These will be a big hit at Halloween - sticky, crunchy and chewy in one bite
- Cooking Time Prep 10 mins
Cook 10 mins - Skill Level Easy
- Servings Makes 16 squares or 32 bite-size chunks
Kcalories
197
Protein
2g
Carbs
26g
Fat
10g
Saturates
6g
Fibre
1g
Sugar
17g
Salt
0.15g
- 150g dark chocolate, broken into pieces (70% cocoa solids is good)
- 100g unsalted butter
- 4 tbsp golden syrup
- 100g Rice Krispies cereal
- 50g dried blueberries
- 50g dried cranberries
- 100g mini marshmallows
- 50g white chocolate, broken into pieces
- jelly snakes and bugs, to decorate
- Line a 20cm square tin with baking parchment or cling film. Place the dark chocolate, butter and golden syrup in a pan over a low heat and stir until melted.
- Put the Rice Krispies in a large bowl and mix in the blueberries, cranberries and marshmallows. Stir in the melted chocolate mixture until everything is well-coated. Spoon the mixture into the tin and spread out evenly. Chill in the fridge for an hour until set (or make the day before and chill overnight).
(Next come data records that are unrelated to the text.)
// SPDX-License-Identifier: BUSL-1.1
// Copyright (c) 2026 Alfred Jean LLC

//! Durable string key/value storage backing the credential store.

use std::collections::BTreeMap;
use std::ffi::OsString;
use std::path::PathBuf;
use std::sync::atomic::{AtomicU32, Ordering};

use parking_lot::Mutex;

/// Key of the persisted access token.
pub const ACCESS_TOKEN_KEY: &str = "auth_token";
/// Key of the persisted refresh token.
pub const REFRESH_TOKEN_KEY: &str = "auth_refresh_token";
/// Key of the persisted user profile (JSON).
pub const USER_KEY: &str = "auth_user";

/// A string key/value store that survives process restarts.
pub trait Storage: Send + Sync {
    fn get_item(&self, key: &str) -> anyhow::Result<Option<String>>;
    fn set_item(&self, key: &str, value: &str) -> anyhow::Result<()>;
    fn remove_item(&self, key: &str) -> anyhow::Result<()>;
}

/// JSON file storage with atomic writes.
///
/// The file is read once at open; every mutation stages the full map in a
/// sibling file and renames it over the original.
pub struct FileStorage {
    path: PathBuf,
    entries: Mutex<BTreeMap<String, String>>,
}

impl FileStorage {
    /// Open the store at `path`. A missing or unreadable file starts empty.
    pub fn open(path: impl Into<PathBuf>) -> Self {
        let path = path.into();
        let entries: BTreeMap<String, String> = std::fs::read_to_string(&path)
            .map_err(anyhow::Error::from)
            .and_then(|raw| Ok(serde_json::from_str(&raw)?))
            .unwrap_or_else(|e| {
                if path.exists() {
                    tracing::warn!(path = %path.display(), err = %e, "session file unreadable, starting empty");
                }
                BTreeMap::new()
            });
        Self { path, entries: Mutex::new(entries) }
    }

    /// Replace the file's contents with `entries`.
    fn flush(&self, entries: &BTreeMap<String, String>) -> anyhow::Result<()> {
        if let Some(dir) = self.path.parent().filter(|d| !d.as_os_str().is_empty()) {
            std::fs::create_dir_all(dir)?;
        }
        let staged = self.staging_path();
        std::fs::write(&staged, serde_json::to_vec_pretty(entries)?)?;
        std::fs::rename(&staged, &self.path)?;
        Ok(())
    }

    /// A sibling path no other flush in any process uses concurrently.
    fn staging_path(&self) -> PathBuf {
        static NEXT: AtomicU32 = AtomicU32::new(0);
        let mut name = self.path.file_name().map(OsString::from).unwrap_or_default();
        name.push(format!(".{}.{}.tmp", std::process::id(), NEXT.fetch_add(1, Ordering::Relaxed)));
        self.path.with_file_name(name)
    }
}

impl Storage for FileStorage {
    fn get_item(&self, key: &str) -> anyhow::Result<Option<String>> {
        Ok(self.entries.lock().get(key).cloned())
    }

    fn set_item(&self, key: &str, value: &str) -> anyhow::Result<()> {
        let mut entries = self.entries.lock();
        entries.insert(key.to_owned(), value.to_owned());
        self.flush(&entries)
    }

    fn remove_item(&self, key: &str) -> anyhow::Result<()> {
        let mut entries = self.entries.lock();
        if entries.remove(key).is_none() {
            return Ok(());
        }
        self.flush(&entries)
    }
}

/// Volatile storage for tests and the memory-only fallback.
#[derive(Default)]
pub struct MemoryStorage {
    entries: Mutex<BTreeMap<String, String>>,
}

impl Storage for MemoryStorage {
    fn get_item(&self, key: &str) -> anyhow::Result<Option<String>> {
        Ok(self.entries.lock().get(key).cloned())
    }

    fn set_item(&self, key: &str, value: &str) -> anyhow::Result<()> {
        self.entries.lock().insert(key.to_owned(), value.to_owned());
        Ok(())
    }

    fn remove_item(&self, key: &str) -> anyhow::Result<()> {
        self.entries.lock().remove(key);
        Ok(())
    }
}

#[cfg(test)]
#[path = "storage_tests.rs"]
mod tests;
// SPDX-License-Identifier: BUSL-1.1
// Copyright (c) 2026 Alfred Jean LLC

//! Session client: the request pipeline every API call goes through.
//!
//! attach → send → (401) recover → retry once → status check.

use std::sync::Arc;

use reqwest::StatusCode;
use serde::de::DeserializeOwned;
use serde::Serialize;
use tokio::sync::broadcast;

use crate::attach::{self, ExcludedEndpoints};
use crate::config::SessionConfig;
use crate::error::ClientError;
use crate::events::{self, EndReason, SessionEvent};
use crate::invalidate::SessionInvalidator;
use crate::refresh::{RefreshCoordinator, RefreshState};
use crate::retry;
use crate::store::CredentialStore;
use crate::transport::{ApiRequest, ApiResponse, HttpTransport, Transport};

pub struct SessionClient {
    transport: Arc<dyn Transport>,
    store: Arc<CredentialStore>,
    excluded: ExcludedEndpoints,
    coordinator: RefreshCoordinator,
    invalidator: SessionInvalidator,
    events: broadcast::Sender<SessionEvent>,
}

impl SessionClient {
    pub fn new(transport: Arc<dyn Transport>, store: Arc<CredentialStore>) -> Self {
        let events = events::channel();
        let invalidator = SessionInvalidator::new(Arc::clone(&store), events.clone());
        let coordinator = RefreshCoordinator::new(
            Arc::clone(&transport),
            Arc::clone(&store),
            invalidator.clone(),
            events.clone(),
        );
        Self {
            transport,
            store,
            excluded: ExcludedEndpoints::default(),
            coordinator,
            invalidator,
            events,
        }
    }

    /// HTTP transport plus a store hydrated from the configured state dir.
    pub fn connect(config: &SessionConfig) -> Result<Self, ClientError> {
        let transport = Arc::new(HttpTransport::new(config)?);
        let store = Arc::new(CredentialStore::open(config.session_file()));
        Ok(Self::new(transport, store))
    }

    pub fn store(&self) -> &Arc<CredentialStore> {
        &self.store
    }

    pub fn coordinator(&self) -> &RefreshCoordinator {
        &self.coordinator
    }

    pub fn invalidator(&self) -> &SessionInvalidator {
        &self.invalidator
    }

    pub fn subscribe(&self) -> broadcast::Receiver<SessionEvent> {
        self.events.subscribe()
    }

    pub(crate) fn events(&self) -> &broadcast::Sender<SessionEvent> {
        &self.events
    }

    /// Send `request` through the full pipeline.
    ///
    /// A 401 on a protected endpoint is recovered (refresh or stale-token
    /// catch-up) and the request retried exactly once. The retry's outcome is
    /// final.
    pub async fn execute(&self, request: ApiRequest) -> Result<ApiResponse, ClientError> {
        let authorized = attach::authorize(&request, &self.store, &self.excluded)?;
        let resp = self.transport.send(&authorized.request).await?;
        if resp.status != StatusCode::UNAUTHORIZED || self.excluded.matches(&request.path) {
            return resp.error_for_status();
        }

        let token = self.recover(&request, resp, authorized.token.as_deref()).await?;
        retry::reissue(self.transport.as_ref(), &request, &token).await?.error_for_status()
    }

    /// Obtain a token worth retrying with after a 401, or give up.
    async fn recover(
        &self,
        request: &ApiRequest,
        unauthorized: ApiResponse,
        sent_token: Option<&str>,
    ) -> Result<String, ClientError> {
        let snapshot = self.store.snapshot();
        let (Some(access_token), Some(refresh_token)) =
            (snapshot.access_token, snapshot.refresh_token)
        else {
            tracing::info!(path = %request.path, "401 without a token pair, ending session");
            self.invalidator.invalidate(EndReason::MissingTokens);
            return Err(unauthorized.into_error());
        };

        if sent_token != Some(access_token.as_str())
            && self.coordinator.state() == RefreshState::Idle
        {
            tracing::debug!(path = %request.path, "token rotated since send, retrying without refresh");
            return Ok(access_token);
        }

        match self.coordinator.refresh(&access_token, &refresh_token).await {
            Ok(cred) => Ok(cred.access_token),
            Err(e) => Err(ClientError::RefreshFailed(e)),
        }
    }

    /// Execute and decode the envelope's `data`.
    pub async fn send<T: DeserializeOwned>(&self, request: ApiRequest) -> Result<T, ClientError> {
        self.execute(request).await?.into_data()
    }

    pub async fn get<T: DeserializeOwned>(&self, path: &str) -> Result<T, ClientError> {
        self.send(ApiRequest::get(path)).await
    }

    pub async fn post<B, T>(&self, path: &str, body: &B) -> Result<T, ClientError>
    where
        B: Serialize + ?Sized,
        T: DeserializeOwned,
    {
        self.send(ApiRequest::post(path).with_json(body)?).await
    }

    pub async fn put<B, T>(&self, path: &str, body: &B) -> Result<T, ClientError>
    where
        B: Serialize + ?Sized,
        T: DeserializeOwned,
    {
        self.send(ApiRequest::put(path).with_json(body)?).await
    }

    pub async fn delete<T: DeserializeOwned>(&self, path: &str) -> Result<T, ClientError> {
        self.send(ApiRequest::delete(path)).await
    }
}

#[cfg(test)]
#[path = "client_tests.rs"]
mod tests;
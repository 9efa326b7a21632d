// SPDX-License-Identifier: BUSL-1.1
// Copyright (c) 2026 Alfred Jean LLC

//! Credential store: the single owner of the session's tokens and profile.

use std::path::PathBuf;
use std::sync::atomic::{AtomicU64, Ordering};
use std::sync::Arc;

use parking_lot::RwLock;

use crate::model::{Credential, User};
use crate::storage::{FileStorage, Storage, ACCESS_TOKEN_KEY, REFRESH_TOKEN_KEY, USER_KEY};

/// The three raw session fields as of one instant.
#[derive(Debug, Clone, Default, PartialEq, Eq)]
pub struct SessionSnapshot {
    pub access_token: Option<String>,
    pub refresh_token: Option<String>,
    pub user: Option<User>,
}

impl SessionSnapshot {
    pub fn is_empty(&self) -> bool {
        self.access_token.is_none() && self.refresh_token.is_none() && self.user.is_none()
    }

    /// Authenticated means an access token and a profile are both present.
    pub fn is_authenticated(&self) -> bool {
        self.access_token.is_some() && self.user.is_some()
    }
}

/// Holds the current credential in memory and mirrors it to durable storage.
///
/// Storage failures are logged and otherwise ignored: the in-memory state
/// stays authoritative for the life of the process.
///
/// Every sign-in and sign-out starts a new epoch. Token rotation keeps the
/// epoch, so a refresh tagged with an old epoch cannot touch a newer session.
pub struct CredentialStore {
    state: RwLock<SessionSnapshot>,
    epoch: AtomicU64,
    storage: Option<Arc<dyn Storage>>,
}

impl CredentialStore {
    /// Hydrate from `storage`.
    pub fn load(storage: Arc<dyn Storage>) -> Self {
        let access_token = read_item(storage.as_ref(), ACCESS_TOKEN_KEY);
        let refresh_token = read_item(storage.as_ref(), REFRESH_TOKEN_KEY);
        let user = read_item(storage.as_ref(), USER_KEY).and_then(|raw| {
            match serde_json::from_str::<User>(&raw) {
                Ok(user) => Some(user),
                Err(e) => {
                    tracing::warn!(err = %e, "stored user profile is corrupt, ignoring");
                    None
                }
            }
        });
        let snapshot = SessionSnapshot { access_token, refresh_token, user };
        tracing::debug!(authenticated = snapshot.is_authenticated(), "credential store loaded");
        Self { state: RwLock::new(snapshot), epoch: AtomicU64::new(0), storage: Some(storage) }
    }

    /// Hydrate from the JSON session file at `path`.
    pub fn open(path: impl Into<PathBuf>) -> Self {
        Self::load(Arc::new(FileStorage::open(path)))
    }

    /// A store with no durable backing.
    pub fn memory_only() -> Self {
        Self {
            state: RwLock::new(SessionSnapshot::default()),
            epoch: AtomicU64::new(0),
            storage: None,
        }
    }

    /// Replace the whole credential (login).
    pub fn set_credential(&self, cred: &Credential) {
        let mut state = self.state.write();
        self.epoch.fetch_add(1, Ordering::SeqCst);
        state.access_token = Some(cred.access_token.clone());
        state.refresh_token = Some(cred.refresh_token.clone());
        state.user = Some(cred.user.clone());

        self.persist(ACCESS_TOKEN_KEY, Some(&cred.access_token));
        self.persist(REFRESH_TOKEN_KEY, Some(&cred.refresh_token));
        match serde_json::to_string(&cred.user) {
            Ok(json) => self.persist(USER_KEY, Some(&json)),
            Err(e) => tracing::warn!(err = %e, "failed to serialize user profile"),
        }
    }

    /// Rotate both tokens, keeping the profile.
    ///
    /// Returns `false` without writing when the session was cleared in the
    /// meantime, so a late refresh cannot resurrect a signed-out session.
    pub fn update_tokens(&self, access_token: &str, refresh_token: &str) -> bool {
        let mut state = self.state.write();
        self.rotate(&mut state, access_token, refresh_token)
    }

    /// [`update_tokens`](Self::update_tokens), but only within `epoch`.
    pub fn update_tokens_in(&self, epoch: u64, access_token: &str, refresh_token: &str) -> bool {
        let mut state = self.state.write();
        if self.epoch.load(Ordering::SeqCst) != epoch {
            return false;
        }
        self.rotate(&mut state, access_token, refresh_token)
    }

    /// Remove every field. Returns whether anything was present.
    pub fn clear(&self) -> bool {
        let mut state = self.state.write();
        self.wipe(&mut state)
    }

    /// [`clear`](Self::clear), but only within `epoch`.
    pub fn clear_in(&self, epoch: u64) -> bool {
        let mut state = self.state.write();
        if self.epoch.load(Ordering::SeqCst) != epoch {
            return false;
        }
        self.wipe(&mut state)
    }

    /// Snapshot and the epoch it belongs to, read atomically.
    pub fn snapshot_in_epoch(&self) -> (SessionSnapshot, u64) {
        let state = self.state.read();
        (state.clone(), self.epoch.load(Ordering::SeqCst))
    }

    pub fn snapshot(&self) -> SessionSnapshot {
        self.state.read().clone()
    }

    /// The complete credential, if every field is present.
    pub fn current_credential(&self) -> Option<Credential> {
        let state = self.state.read();
        Some(Credential {
            access_token: state.access_token.clone()?,
            refresh_token: state.refresh_token.clone()?,
            user: state.user.clone()?,
        })
    }

    pub fn is_authenticated(&self) -> bool {
        self.state.read().is_authenticated()
    }

    pub fn access_token(&self) -> Option<String> {
        self.state.read().access_token.clone()
    }

    pub fn refresh_token(&self) -> Option<String> {
        self.state.read().refresh_token.clone()
    }

    pub fn user(&self) -> Option<User> {
        self.state.read().user.clone()
    }

    pub fn full_name(&self) -> Option<String> {
        self.state.read().user.as_ref().map(User::full_name)
    }

    fn rotate(&self, state: &mut SessionSnapshot, access_token: &str, refresh_token: &str) -> bool {
        if state.refresh_token.is_none() {
            return false;
        }
        state.access_token = Some(access_token.to_owned());
        state.refresh_token = Some(refresh_token.to_owned());

        self.persist(ACCESS_TOKEN_KEY, Some(access_token));
        self.persist(REFRESH_TOKEN_KEY, Some(refresh_token));
        true
    }

    fn wipe(&self, state: &mut SessionSnapshot) -> bool {
        if state.is_empty() {
            return false;
        }
        *state = SessionSnapshot::default();
        self.epoch.fetch_add(1, Ordering::SeqCst);

        self.persist(ACCESS_TOKEN_KEY, None);
        self.persist(REFRESH_TOKEN_KEY, None);
        self.persist(USER_KEY, None);
        true
    }

    fn persist(&self, key: &str, value: Option<&str>) {
        let Some(storage) = &self.storage else {
            return;
        };
        let result = match value {
            Some(value) => storage.set_item(key, value),
            None => storage.remove_item(key),
        };
        if let Err(e) = result {
            tracing::warn!(key, err = %e, "session storage write failed, continuing in memory");
        }
    }
}

fn read_item(storage: &dyn Storage, key: &str) -> Option<String> {
    match storage.get_item(key) {
        Ok(value) => value,
        Err(e) => {
            tracing::warn!(key, err = %e, "session storage read failed");
            None
        }
    }
}

#[cfg(test)]
#[path = "store_tests.rs"]
mod tests;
- Remove from tin and peel away paper or cling film. Using a sharp knife, cut into 16 squares or 32 bite-size pieces. Melt the white chocolate in a small bowl over a pan of barely-simmering water, or in the microwave on High for 1 min, stirring half way. Using a teaspoon, drizzle the white chocolate over the squares. Scatter with the jelly sweets, then allow to set before piling onto a serving plate. Keep in an airtight container for up to 2 days.